La prise en charge doit prendre en compte les deux situations ci-après.
La perforation est détectée lors de la procédure
Il est actuellement recommandé de tenter la fermeture par des clips (endo-clips, ou clip OVESC0 "over the scope"), sous insufflateur à CO2. En cas de pneumopéritoine important et compressif, une exsufflation par l’opérateur est indispensable.
La fermeture de la perforation est souvent plus facile lorsqu’elle est constatée lors d’un geste thérapeutique (mucosectomie, dissection sous muqueuse), parfois difficile voire impossible lors d’une coloscopie diagnostique du fait de la nature de la plaie (dilacération, plaie directe transfixiante), de sa taille, et de sa localisation pouvant gêner le positionnement de l’endoscope.
Si la suture endoscopique a pu être réalisée, et sous surveillance médico-chirurgicale, une évaluation est faite sur la stabilité de l’état du patient, et les risques de contamination péritonéale dépendant de la taille de la perforation, de la rapidité, et de l’efficacité de sa fermeture.
En absence de ces facteurs de risque, et sous surveillance étroite, un traitement médical avec antibiothérapie à large spectre peut être autorisé, permettant le plus souvent une évolution favorable sans intervention.
En cas de mauvaise préparation colique, et devant des risques de contamination péritonéale, une prise en charge chirurgicale sous coelioscopie pour toilette péritonéale et suture de la perforation doit être réalisée rapidement, afin d’éviter l’évolution vers une péritonite et la nécessité d’une stomie.
De même, l’apparition de signes cliniques et/ou biologiques défavorables dans les 24 heures de la suture endoscopique de la perforation imposent la réalisation d’un scanner, et en cas d’anomalies péritonéales, une intervention chirurgicale rapide sous laparoscopie.

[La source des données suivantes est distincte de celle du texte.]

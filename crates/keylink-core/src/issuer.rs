//! Issuer side of pairing.
//!
//! A trusted device that holds the account root key creates a session,
//! shows the pairing code, waits for a claim, shows the SAS and, once the
//! user approves, sends the root key sealed under the session key.

use std::fmt;
use std::sync::Arc;

use chrono::{DateTime, Utc};
use tracing::{debug, info, warn};

use keylink_crypto::{
    compute_sas, compute_shared_secret, derive_session_key, generate_ephemeral_keypair,
    generate_pairing_code, hash_pairing_code, keys::PAIRING_SESSION_CONTEXT, EphemeralKeyPair,
    PairingCode, PublicKey, SessionKey,
};

use crate::errors::{CoreError, CoreResult, InputError};
use crate::relay::Relay;
use crate::secret_store::{load_current_root_key, SecretStore};
use crate::transfer::seal_key_transfer;
use crate::types::{OutgoingMessage, PairingPhase, PollResponse, SessionStatus, KEY_TRANSFER};

/// Attempts at finding a pairing code not already live on the relay.
const CODE_ATTEMPTS: usize = 4;

// ============================================================================
// State
// ============================================================================

/// What the user shares with the new device.
#[derive(Debug, Clone)]
pub struct PairingInvite {
    pub pairing_code: PairingCode,
    pub session_id: String,
    pub expires_at: DateTime<Utc>,
}

enum IssuerState {
    AwaitingClaim { keypair: EphemeralKeyPair },
    Verifying { session_key: SessionKey, sas: String },
    ReadyToApprove { session_key: SessionKey },
    KeySent,
    Completed,
    Cancelled,
    Expired,
    Failed,
}

impl IssuerState {
    fn phase(&self) -> PairingPhase {
        match self {
            IssuerState::AwaitingClaim { .. } => PairingPhase::AwaitingClaim,
            IssuerState::Verifying { .. } => PairingPhase::Verifying,
            IssuerState::ReadyToApprove { .. } => PairingPhase::ReadyToApprove,
            IssuerState::KeySent => PairingPhase::KeySent,
            IssuerState::Completed => PairingPhase::Completed,
            IssuerState::Cancelled => PairingPhase::Cancelled,
            IssuerState::Expired => PairingPhase::Expired,
            IssuerState::Failed => PairingPhase::Failed,
        }
    }
}

// ============================================================================
// Session
// ============================================================================

pub struct IssuerSession {
    relay: Arc<dyn Relay>,
    secrets: Arc<dyn SecretStore>,
    device_id: String,
    session_id: String,
    expires_at: DateTime<Utc>,
    claimer_device_id: Option<String>,
    /// Built once so a retried send reuses the same message id.
    pending_transfer: Option<OutgoingMessage>,
    state: IssuerState,
}

impl IssuerSession {
    /// Open a session on the relay and return the invite to display.
    pub async fn create(
        relay: Arc<dyn Relay>,
        secrets: Arc<dyn SecretStore>,
        device_id: String,
    ) -> CoreResult<(PairingInvite, Self)> {
        if load_current_root_key(&*secrets).await?.is_none() {
            return Err(CoreError::Denied(
                "this device holds no root key to share".into(),
            ));
        }
        let keypair = generate_ephemeral_keypair()?;
        let public_key = keypair.public().to_base64();

        for attempt in 1..=CODE_ATTEMPTS {
            let pairing_code = generate_pairing_code()?;
            let code_hash = hash_pairing_code(&pairing_code)?;
            match relay.create_session(&device_id, &code_hash, &public_key).await {
                Ok(created) => {
                    info!(
                        session_id = %created.session_id,
                        expires_at = %created.expires_at,
                        verification = created.requires_verification,
                        "pairing session created"
                    );
                    let invite = PairingInvite {
                        pairing_code,
                        session_id: created.session_id.clone(),
                        expires_at: created.expires_at,
                    };
                    let session = Self {
                        relay,
                        secrets,
                        device_id,
                        session_id: created.session_id,
                        expires_at: created.expires_at,
                        claimer_device_id: None,
                        pending_transfer: None,
                        state: IssuerState::AwaitingClaim { keypair },
                    };
                    return Ok((invite, session));
                }
                Err(CoreError::Input(InputError::CodeInUse)) => {
                    debug!(attempt, "pairing code collision, drawing another");
                }
                Err(e) => return Err(e),
            }
        }
        Err(CoreError::Internal(
            "could not allocate an unused pairing code".into(),
        ))
    }

    pub fn session_id(&self) -> &str {
        &self.session_id
    }

    pub fn expires_at(&self) -> DateTime<Utc> {
        self.expires_at
    }

    pub fn phase(&self) -> PairingPhase {
        self.state.phase()
    }

    pub fn claimer_device_id(&self) -> Option<&str> {
        self.claimer_device_id.as_deref()
    }

    /// SAS to show while verifying.
    pub fn verification_code(&self) -> Option<&str> {
        match &self.state {
            IssuerState::Verifying { sas, .. } => Some(sas),
            _ => None,
        }
    }

    /// Fetch the session from the relay and advance.
    pub async fn poll(&mut self) -> CoreResult<PairingPhase> {
        if self.phase().is_terminal() {
            return Ok(self.phase());
        }
        let resp = self
            .relay
            .poll_session(&self.device_id, &self.session_id, 0)
            .await?;

        match resp.status {
            SessionStatus::Expired => self.finish(IssuerState::Expired),
            SessionStatus::Cancelled => self.finish(IssuerState::Cancelled),
            SessionStatus::Completed => self.finish(IssuerState::Completed),
            _ => {
                if matches!(self.state, IssuerState::AwaitingClaim { .. }) {
                    self.on_claimed(&resp).await?;
                }
                if resp.status == SessionStatus::Claimed
                    && matches!(self.state, IssuerState::Verifying { .. })
                {
                    self.relay
                        .begin_verification(&self.device_id, &self.session_id)
                        .await?;
                }
            }
        }
        Ok(self.phase())
    }

    async fn on_claimed(&mut self, resp: &PollResponse) -> CoreResult<()> {
        let (Some(peer_id), Some(peer_key)) = (&resp.peer_device_id, &resp.peer_public_key)
        else {
            return Ok(());
        };
        let keypair = match std::mem::replace(&mut self.state, IssuerState::Failed) {
            IssuerState::AwaitingClaim { keypair } => keypair,
            other => {
                self.state = other;
                return Ok(());
            }
        };
        let agreed = PublicKey::from_base64(peer_key)
            .and_then(|peer| compute_shared_secret(keypair, &peer))
            .and_then(|shared| {
                let session_key = derive_session_key(&shared, PAIRING_SESSION_CONTEXT)?;
                Ok((session_key, compute_sas(&shared)))
            });
        let (session_key, sas) = match agreed {
            Ok(v) => v,
            Err(e) => return Err(self.fail(e.into()).await),
        };

        info!(session_id = %self.session_id, claimer = %peer_id, "session claimed");
        self.claimer_device_id = Some(peer_id.clone());
        self.state = if resp.requires_verification {
            IssuerState::Verifying { session_key, sas }
        } else {
            IssuerState::ReadyToApprove { session_key }
        };
        Ok(())
    }

    /// User confirmed the SAS. Seals and sends the root key.
    ///
    /// Safe to call again after a transport error.
    pub async fn approve(&mut self) -> CoreResult<()> {
        let session_key = match &self.state {
            IssuerState::Verifying { session_key, .. }
            | IssuerState::ReadyToApprove { session_key } => session_key,
            IssuerState::KeySent => return Ok(()),
            other => {
                return Err(CoreError::invalid_state(format!(
                    "cannot approve while {:?}",
                    other.phase()
                )))
            }
        };
        let claimer = self
            .claimer_device_id
            .clone()
            .ok_or_else(|| CoreError::Internal("claimed session without claimer".into()))?;

        if self.pending_transfer.is_none() {
            let (root, version) = load_current_root_key(&*self.secrets)
                .await?
                .ok_or_else(|| CoreError::Denied("root key no longer present".into()))?;
            let payload = seal_key_transfer(session_key, &self.session_id, &root, version)?;
            self.pending_transfer = Some(OutgoingMessage {
                id: uuid::Uuid::new_v4().to_string(),
                to_device_id: claimer,
                payload_type: KEY_TRANSFER.to_string(),
                payload,
            });
            debug!(session_id = %self.session_id, version, "key transfer sealed");
        }

        self.relay
            .approve_session(&self.device_id, &self.session_id)
            .await?;
        if let Some(message) = &self.pending_transfer {
            self.relay
                .send_message(&self.device_id, &self.session_id, message)
                .await?;
        }
        self.pending_transfer = None;
        self.state = IssuerState::KeySent;
        info!(session_id = %self.session_id, "root key sent");
        Ok(())
    }

    /// Cancel and drop all session secrets. Idempotent.
    pub async fn cancel(&mut self) -> CoreResult<()> {
        match self.phase() {
            PairingPhase::Completed | PairingPhase::Expired | PairingPhase::Failed => {
                return Ok(())
            }
            _ => {}
        }
        self.finish(IssuerState::Cancelled);
        match self
            .relay
            .cancel_session(&self.device_id, &self.session_id)
            .await
        {
            Ok(SessionStatus::Expired) => {
                self.state = IssuerState::Expired;
                Ok(())
            }
            Ok(_) => Ok(()),
            Err(e) => Err(e),
        }
    }

    fn finish(&mut self, state: IssuerState) {
        if self.state.phase() != state.phase() {
            debug!(session_id = %self.session_id, phase = ?state.phase(), "issuer session finished");
        }
        self.pending_transfer = None;
        self.state = state;
    }

    async fn fail(&mut self, err: CoreError) -> CoreError {
        warn!(session_id = %self.session_id, error = %err, "pairing failed, cancelling session");
        self.finish(IssuerState::Failed);
        if let Err(e) = self
            .relay
            .cancel_session(&self.device_id, &self.session_id)
            .await
        {
            debug!(error = %e, "cancel after failure not delivered");
        }
        err
    }
}

impl fmt::Debug for IssuerSession {
    fn fmt(&self, f: &mut fmt::Formatter<'_>) -> fmt::Result {
        f.debug_struct("IssuerSession")
            .field("session_id", &self.session_id)
            .field("phase", &self.phase())
            .field("expires_at", &self.expires_at)
            .finish_non_exhaustive()
    }
}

La perforation n’est pas détectée lors de la procédure
Cette situation concerne des patients rentrés à domicile en raison de suites simples immédiates après l’examen mais qui reviennent le lendemain ou dans les jours suivant la coloscopie pour des douleurs abdominales, souvent fébriles.
Un scanner est indispensable, révélant alors des anomalies évocatrices de perforation.
Il s’agit des cas les plus graves, avec 21 à 44 % de morbidité, et 5 à 25 % de mortalité.
La prise en charge doit être d’emblée chirurgicale en privilégiant l’abord par coelioscopie, mais la mise en place d’une stomie sera le plus souvent nécessaire.
Et sur le plan juridique ?
En conclusion, la perforation sous coloscopie est une complication grave dont la gestion doit être collégiale, médico-chirurgicale.
Sur le plan médico-légal, la survenue d’une perforation est généralement considérée comme un aléa, mais la responsabilité des acteurs de la prise en charge peut être recherchée au niveau de la gestion de cette complication.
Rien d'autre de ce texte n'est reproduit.